Hotspot analysis on a flexible PV mini-modules based on IBC solar cells

The photovoltaic market is dominated by crystalline silicon (c-Si) panels; however the low load-bearing capacity of some buildings and specific surface design constraints make this technology not suitable for every application. Flexible crystalline-silicon photovoltaics (Fc-SiPV) recently attracted attention, enabling operation in contexts where light weight and bendable nature can be desirable such as BIPV (building-integrated photovoltaics), off-grid applications, solar-powered vehicles/boats and portable electronics. However, the bending of the modules can induce cracks which ultimately compromise the overall efficiency and long-term reliability. In this study, hotspots induced by cracks are investigated through EL (electroluminescence) and IR (infrared) thermography techniques performed both indoor and outdoor.
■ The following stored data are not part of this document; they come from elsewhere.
pub trait Flowable: Sized + Send + 'static {
  type Item: Send + 'static;

  /// Connects `subscriber` to a fresh instance of this stream.
  ///
  /// Implementations call `on_subscribe` exactly once before any other
  /// signal and never call into the subscriber while its `on_subscribe` is
  /// still running.
  fn subscribe_actual<S: Subscriber<Self::Item>>(self, subscriber: S);

  // ==================== Subscribing ====================

  fn subscribe_with<S: Subscriber<Self::Item>>(self, subscriber: S) { self.subscribe_actual(subscriber) }

  /// Requests everything and calls `on_next` per value. Errors go to the
  /// error hook.
  fn subscribe<N>(self, on_next: N) -> BoxDisposable
  where
    N: FnMut(Self::Item) + Send + 'static,
  {
    self.subscribe_all(on_next, crate::subscriber::lambda::unhandled, || {})
  }

  fn subscribe_all<N, E, C>(self, on_next: N, on_error: E, on_complete: C) -> BoxDisposable
  where
    N: FnMut(Self::Item) + Send + 'static,
    E: FnOnce(Error) + Send + 'static,
    C: FnOnce() + Send + 'static,
  {
    let subscriber = LambdaSubscriber::new(on_next, on_error, on_complete);
    let handle = subscriber.handle();
    self.subscribe_actual(subscriber);
    handle
  }

  /// Subscribes a [`TestSubscriber`] that requests everything.
  fn test(self) -> TestSubscriber<Self::Item> {
    let ts = TestSubscriber::new();
    self.subscribe_actual(ts.clone());
    ts
  }

  /// Subscribes a [`TestSubscriber`] that initially requests `n`.
  fn test_with(self, n: u64) -> TestSubscriber<Self::Item> {
    let ts = TestSubscriber::with_request(n);
    self.subscribe_actual(ts.clone());
    ts
  }

  fn boxed(self) -> BoxFlowable<Self::Item> { Box::new(self) }

  // ==================== Transforming ====================

  fn map<B, F>(self, f: F) -> Map<Self, Infallible<F>>
  where
    B: Send + 'static,
    F: Fn(Self::Item) -> B + Send + Sync + 'static,
  {
    Map::new(self, Infallible(f))
  }

  /// Like [`map`](Self::map); an `Err` cancels the upstream and fails the
  /// stream.
  fn try_map<B, F>(self, f: F) -> Map<Self, Fallible<F>>
  where
    B: Send + 'static,
    F: Fn(Self::Item) -> Result<B, Error> + Send + Sync + 'static,
  {
    Map::new(self, Fallible(f))
  }

  fn filter<F>(self, predicate: F) -> Filter<Self, Infallible<F>>
  where
    F: Fn(&Self::Item) -> bool + Send + Sync + 'static,
  {
    Filter::new(self, Infallible(predicate))
  }

  fn try_filter<F>(self, predicate: F) -> Filter<Self, Fallible<F>>
  where
    F: Fn(&Self::Item) -> Result<bool, Error> + Send + Sync + 'static,
  {
    Filter::new(self, Fallible(predicate))
  }

  /// Emits every intermediate accumulation; the seed itself is not emitted.
  fn scan<B, F>(self, seed: B, f: F) -> Scan<Self, F, B>
  where
    B: Clone + Send + Sync + 'static,
    F: Fn(B, Self::Item) -> B + Send + Sync + 'static,
  {
    Scan::new(self, seed, f)
  }

  fn take(self, count: u64) -> Take<Self> { Take::new(self, count) }

  /// Hides the identity of the upstream, which also disables fusion.
  fn hide(self) -> Hide<Self> { Hide::new(self) }

  fn materialize(self) -> Materialize<Self> { Materialize::new(self) }

  /// Turns notifications selected from each value back into signals.
  fn dematerialize<R, F>(self, selector: F) -> Dematerialize<Self, F>
  where
    R: Send + 'static,
    F: Fn(Self::Item) -> Notification<R> + Send + Sync + 'static,
  {
    Dematerialize::new(self, selector)
  }

  // ==================== Side effects ====================

  fn do_on_next<F>(self, f: F) -> DoOnNext<Self, F>
  where
    F: Fn(&Self::Item) + Send + Sync + 'static,
  {
    DoOnNext::new(self, f)
  }

  fn do_on_request<F>(self, f: F) -> DoOnRequest<Self, F>
  where
    F: Fn(u64) + Send + Sync + 'static,
  {
    DoOnRequest::new(self, f)
  }

  fn do_on_cancel<F>(self, f: F) -> DoOnCancel<Self, F>
  where
    F: Fn() + Send + Sync + 'static,
  {
    DoOnCancel::new(self, f)
  }

  /// Runs `f` once, after the stream terminated or was cancelled.
  fn finalize<F>(self, f: F) -> Finalize<Self, F>
  where
    F: FnOnce() + Send + 'static,
  {
    Finalize::new(self, f)
  }

  // ==================== Combining ====================

  /// Merges the inner streams `mapper` returns. Tune with
  /// [`FlatMap::max_concurrency`], [`FlatMap::prefetch`] and
  /// [`FlatMap::delay_errors`].
  fn flat_map<P, F>(self, mapper: F) -> FlatMap<Self, Infallible<F>>
  where
    P: Flowable,
    F: Fn(Self::Item) -> P + Send + Sync + 'static,
  {
    FlatMap::new(self, Infallible(mapper))
  }

  /// [`flat_map`](Self::flat_map) that pairs each inner value with the outer
  /// value it came from.
  fn flat_map_with<P, R, F, C>(self, mapper: F, combiner: C) -> impl Flowable<Item = R>
  where
    Self::Item: Clone + Sync,
    P: Flowable,
    R: Send + 'static,
    F: Fn(Self::Item) -> P + Send + Sync + 'static,
    C: Fn(Self::Item, P::Item) -> R + Send + Sync + 'static,
  {
    let combiner = Arc::new(combiner);
    self.flat_map(move |outer: Self::Item| {
      let combiner = combiner.clone();
      let inner = mapper(outer.clone());
      inner.map(move |value| combiner(outer.clone(), value))
    })
  }

  fn merge_with<P>(self, other: P) -> impl Flowable<Item = Self::Item>
  where
    P: Flowable<Item = Self::Item>,
  {
    merge([self.boxed(), other.boxed()])
  }

  /// Subscribes the inner streams one after another.
  fn concat_map<P, F>(self, mapper: F) -> ConcatMap<Self, Infallible<F>>
  where
    P: Flowable,
    F: Fn(Self::Item) -> P + Send + Sync + 'static,
  {
    ConcatMap::new(self, Infallible(mapper))
  }

  /// [`concat_map`](Self::concat_map) that reports errors only after every
  /// inner stream ran.
  fn concat_map_delay_error<P, F>(self, mapper: F) -> ConcatMap<Self, Infallible<F>>
  where
    P: Flowable,
    F: Fn(Self::Item) -> P + Send + Sync + 'static,
  {
    ConcatMap::new(self, Infallible(mapper)).error_mode(ErrorMode::End)
  }

  /// Subscribes inner streams eagerly but emits them strictly in order.
  fn concat_map_eager<P, F>(self, mapper: F) -> ConcatMapEager<Self, Infallible<F>>
  where
    P: Flowable,
    F: Fn(Self::Item) -> P + Send + Sync + 'static,
  {
    ConcatMapEager::new(self, Infallible(mapper))
  }

  /// Maps every value to a [`Maybe`] and emits their results in order.
  fn concat_map_maybe<M, F>(self, mapper: F) -> ConcatMapMaybe<Self, F>
  where
    M: Maybe,
    F: Fn(Self::Item) -> M + Send + Sync + 'static,
  {
    ConcatMapMaybe::new(self, mapper)
  }

  fn concat_with<P>(self, other: P) -> impl Flowable<Item = Self::Item>
  where
    P: Flowable<Item = Self::Item>,
  {
    concat([self.boxed(), other.boxed()])
  }

  fn start_with<I>(self, values: I) -> impl Flowable<Item = Self::Item>
  where
    I: IntoIterator<Item = Self::Item>,
    I::IntoIter: Send + 'static,
  {
    concat([from_iter(values).boxed(), self.boxed()])
  }

  /// Mirrors the newest inner stream, cancelling the previous one.
  fn switch_map<P, F>(self, mapper: F) -> SwitchMap<Self, Infallible<F>>
  where
    P: Flowable,
    F: Fn(Self::Item) -> P + Send + Sync + 'static,
  {
    SwitchMap::new(self, Infallible(mapper))
  }

  // ==================== Errors ====================

  fn on_error_return<F>(self, f: F) -> OnErrorReturn<Self, F>
  where
    F: Fn(Error) -> Self::Item + Send + Sync + 'static,
  {
    OnErrorReturn::new(self, f)
  }

  fn on_error_complete(self) -> OnErrorComplete<Self> { OnErrorComplete::new(self) }

  fn on_error_resume_next<P, F>(self, f: F) -> OnErrorResumeNext<Self, F>
  where
    P: Flowable<Item = Self::Item>,
    F: Fn(Error) -> P + Send + Sync + 'static,
  {
    OnErrorResumeNext::new(self, f)
  }

  // ==================== Time & scheduling ====================

  /// Delivers signals on a worker of `scheduler`.
  fn observe_on<Sch: Scheduler>(self, scheduler: Sch) -> ObserveOn<Self, Sch> {
    ObserveOn::new(self, scheduler)
  }

  /// Subscribes to the upstream on a worker of `scheduler`.
  fn subscribe_on<Sch: Scheduler>(self, scheduler: Sch) -> SubscribeOn<Self, Sch> {
    SubscribeOn::new(self, scheduler)
  }

  /// Shifts every value and the completion by `delay`. Errors are delivered
  /// right away unless [`Delay::delay_error`] is set.
  fn delay<Sch: Scheduler>(self, delay: Duration, scheduler: Sch) -> Delay<Self, Sch> {
    Delay::new(self, delay, scheduler)
  }

  /// Subscribes to this stream once `other` emits or completes.
  fn delay_subscription<P: Flowable>(self, other: P) -> DelaySubscription<Self, P> {
    DelaySubscription::new(self, other)
  }

  /// Fails with [`Error::Timeout`] when the first value, or the next one,
  /// does not arrive within `timeout`.
  fn timeout<Sch: Scheduler>(self, timeout: Duration, scheduler: Sch)
    -> impl Flowable<Item = Self::Item> {
    let per_item = scheduler.clone();
    Timeout::new(self, timer(timeout, scheduler), move |_: &Self::Item| {
      timer(timeout, per_item.clone())
    })
    .with_error(Error::Timeout(timeout))
  }

  /// Switches to `fallback` when a value does not arrive within `timeout`.
  fn timeout_fallback<Sch, P>(self, timeout: Duration, scheduler: Sch, fallback: P)
    -> impl Flowable<Item = Self::Item>
  where
    Sch: Scheduler,
    P: Flowable<Item = Self::Item>,
  {
    let per_item = scheduler.clone();
    Timeout::new(self, timer(timeout, scheduler), move |_: &Self::Item| {
      timer(timeout, per_item.clone())
    })
    .with_error(Error::Timeout(timeout))
    .with_fallback(fallback)
  }

  /// Times out when `first` signals before the first value, or when the
  /// stream `per_item` returns for a value signals before the next value.
  fn timeout_selector<P0, P, F>(self, first: P0, per_item: F) -> Timeout<Self, P0, F>
  where
    P0: Flowable,
    P: Flowable,
    F: Fn(&Self::Item) -> P + Send + Sync + 'static,
  {
    Timeout::new(self, first, per_item)
  }

  /// Emits the latest value of every `period`; older values of the same
  /// period are dropped.
  fn throttle_last<Sch: Scheduler>(self, period: Duration, scheduler: Sch) -> ThrottleLast<Self, Sch> {
    ThrottleLast::new(self, period, scheduler)
  }

  /// Emits a value once `timeout` passed without a newer one.
  fn throttle_with_timeout<Sch: Scheduler>(self, timeout: Duration, scheduler: Sch)
    -> ThrottleWithTimeout<Self, Sch> {
    ThrottleWithTimeout::new(self, timeout, scheduler)
  }

  /// Alias of [`throttle_with_timeout`](Self::throttle_with_timeout).
  fn debounce<Sch: Scheduler>(self, timeout: Duration, scheduler: Sch) -> ThrottleWithTimeout<Self, Sch> {
    ThrottleWithTimeout::new(self, timeout, scheduler)
  }

  // ==================== Backpressure ====================

  /// Buffers values the downstream has not requested yet.
  fn on_backpressure_buffer(self) -> OnBackpressureBuffer<Self> { OnBackpressureBuffer::new(self) }

  /// Drops values the downstream has not requested.
  fn on_backpressure_drop(self) -> OnBackpressureDrop<Self> { OnBackpressureDrop::new(self) }

  /// Keeps only the latest value the downstream has not requested.
  fn on_backpressure_latest(self) -> OnBackpressureLatest<Self> { OnBackpressureLatest::new(self) }

  // ==================== To Maybe ====================

  fn first_element(self) -> FirstElement<Self> { FirstElement::new(self) }

  fn last_element(self) -> LastElement<Self> { LastElement::new(self) }

  /// Folds every value with `f`; empty when the stream is.
  fn reduce<F>(self, f: F) -> Reduce<Self, F>
  where
    F: Fn(Self::Item, Self::Item) -> Self::Item + Send + Sync + 'static,
  {
    Reduce::new(self, f)
  }

  /// Collects every value into a fresh container per subscription.
  fn collect<C, I, F>(self, init: I, accumulate: F) -> Collect<Self, I, C>
  where
    C: Send + 'static,
    I: Fn() -> C + Send + Sync + 'static,
    F: Fn(&mut C, Self::Item) + Send + Sync + 'static,
  {
    Collect::new(self, init, move |acc: &mut C, value| {
      accumulate(acc, value);
      Ok(())
    })
  }

  /// [`collect`](Self::collect) with a fallible accumulator.
  fn try_collect<C, I, F>(self, init: I, accumulate: F) -> Collect<Self, I, C>
  where
    C: Send + 'static,
    I: Fn() -> C + Send + Sync + 'static,
    F: Fn(&mut C, Self::Item) -> Result<(), Error> + Send + Sync + 'static,
  {
    Collect::new(self, init, accumulate)
  }

  fn to_list(self) -> Collect<Self, fn() -> Vec<Self::Item>, Vec<Self::Item>> {
    Collect::new(self, Vec::new as fn() -> Vec<Self::Item>, |acc: &mut Vec<Self::Item>, v| {
      acc.push(v);
      Ok(())
    })
  }

  /// Succeeds with `true` at the first equal value, `false` on an empty or
  /// exhausted stream.
  fn contains(self, value: Self::Item) -> Contains<Self>
  where
    Self::Item: PartialEq + Sync,
  {
    Contains::new(self, value)
  }

  // ==================== Bridges ====================

  /// Blocks until the stream terminates, calling the callbacks on the
  /// current thread.
  fn blocking_subscribe<N, E, C>(self, on_next: N, on_error: E, on_complete: C)
  where
    N: FnMut(Self::Item),
    E: FnOnce(Error),
    C: FnOnce(),
  {
    blocking::subscribe(self, &Interrupt::new(), on_next, on_error, on_complete)
  }

  /// [`blocking_subscribe`](Self::blocking_subscribe) that can be woken up
  /// early by `interrupt`, which fails the stream with
  /// [`Error::Interrupted`].
  fn blocking_subscribe_with<N, E, C>(
    self, interrupt: &Interrupt, on_next: N, on_error: E, on_complete: C,
  ) where
    N: FnMut(Self::Item),
    E: FnOnce(Error),
    C: FnOnce(),
  {
    blocking::subscribe(self, interrupt, on_next, on_error, on_complete)
  }

  /// The first value, `None` for an empty stream.
  fn blocking_first(self) -> Result<Option<Self::Item>, Error> {
    self.first_element().blocking_get()
  }

  /// The last value, `None` for an empty stream.
  fn blocking_last(self) -> Result<Option<Self::Item>, Error> { self.last_element().blocking_get() }

  /// Iterates the values on the current thread, prefetching
  /// [`config::buffer_size`] at a time.
  fn blocking_iter(self) -> BlockingIter<Self::Item> { BlockingIter::new(self, config::buffer_size()) }

  /// A `futures::Stream` of the values; an error ends the stream after
  /// being yielded.
  fn into_stream(self) -> FlowableStream<Self::Item> {
    FlowableStream::new(self, config::buffer_size())
  }
}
The study is carried out on a flexible module made of four IBC Si cells, laminated with a plastic encapsulant. From the module characterization, a mismatch between cells emerged: cells 2 and 3 exhibit lower efficiencies (15.30% and 16.58% respectively) compared to the best performing cell (18.01%). Thanks to EL investigations, cracks were identified as the main cause for the worsening of some cell’s performance; by IR imaging, the local temperature increase was measured. Finally, it was possible to quantify how much power is dissipated in a single cell due to cracks, by measuring the voltages at the single cell’s terminals. These results underline the necessity to examine the effects of cracks in flexible modules, which cause local heating, possibly leading to critical temperatures for the lamination and inducing significant power losses. Based on these results, future studies will focus on optimizing the lamination process by analyzing the effects of different lamination steps on cracks formation, including encapsulation temperature, velocity and pressure by applying the same monitoring techniques as previously discussed.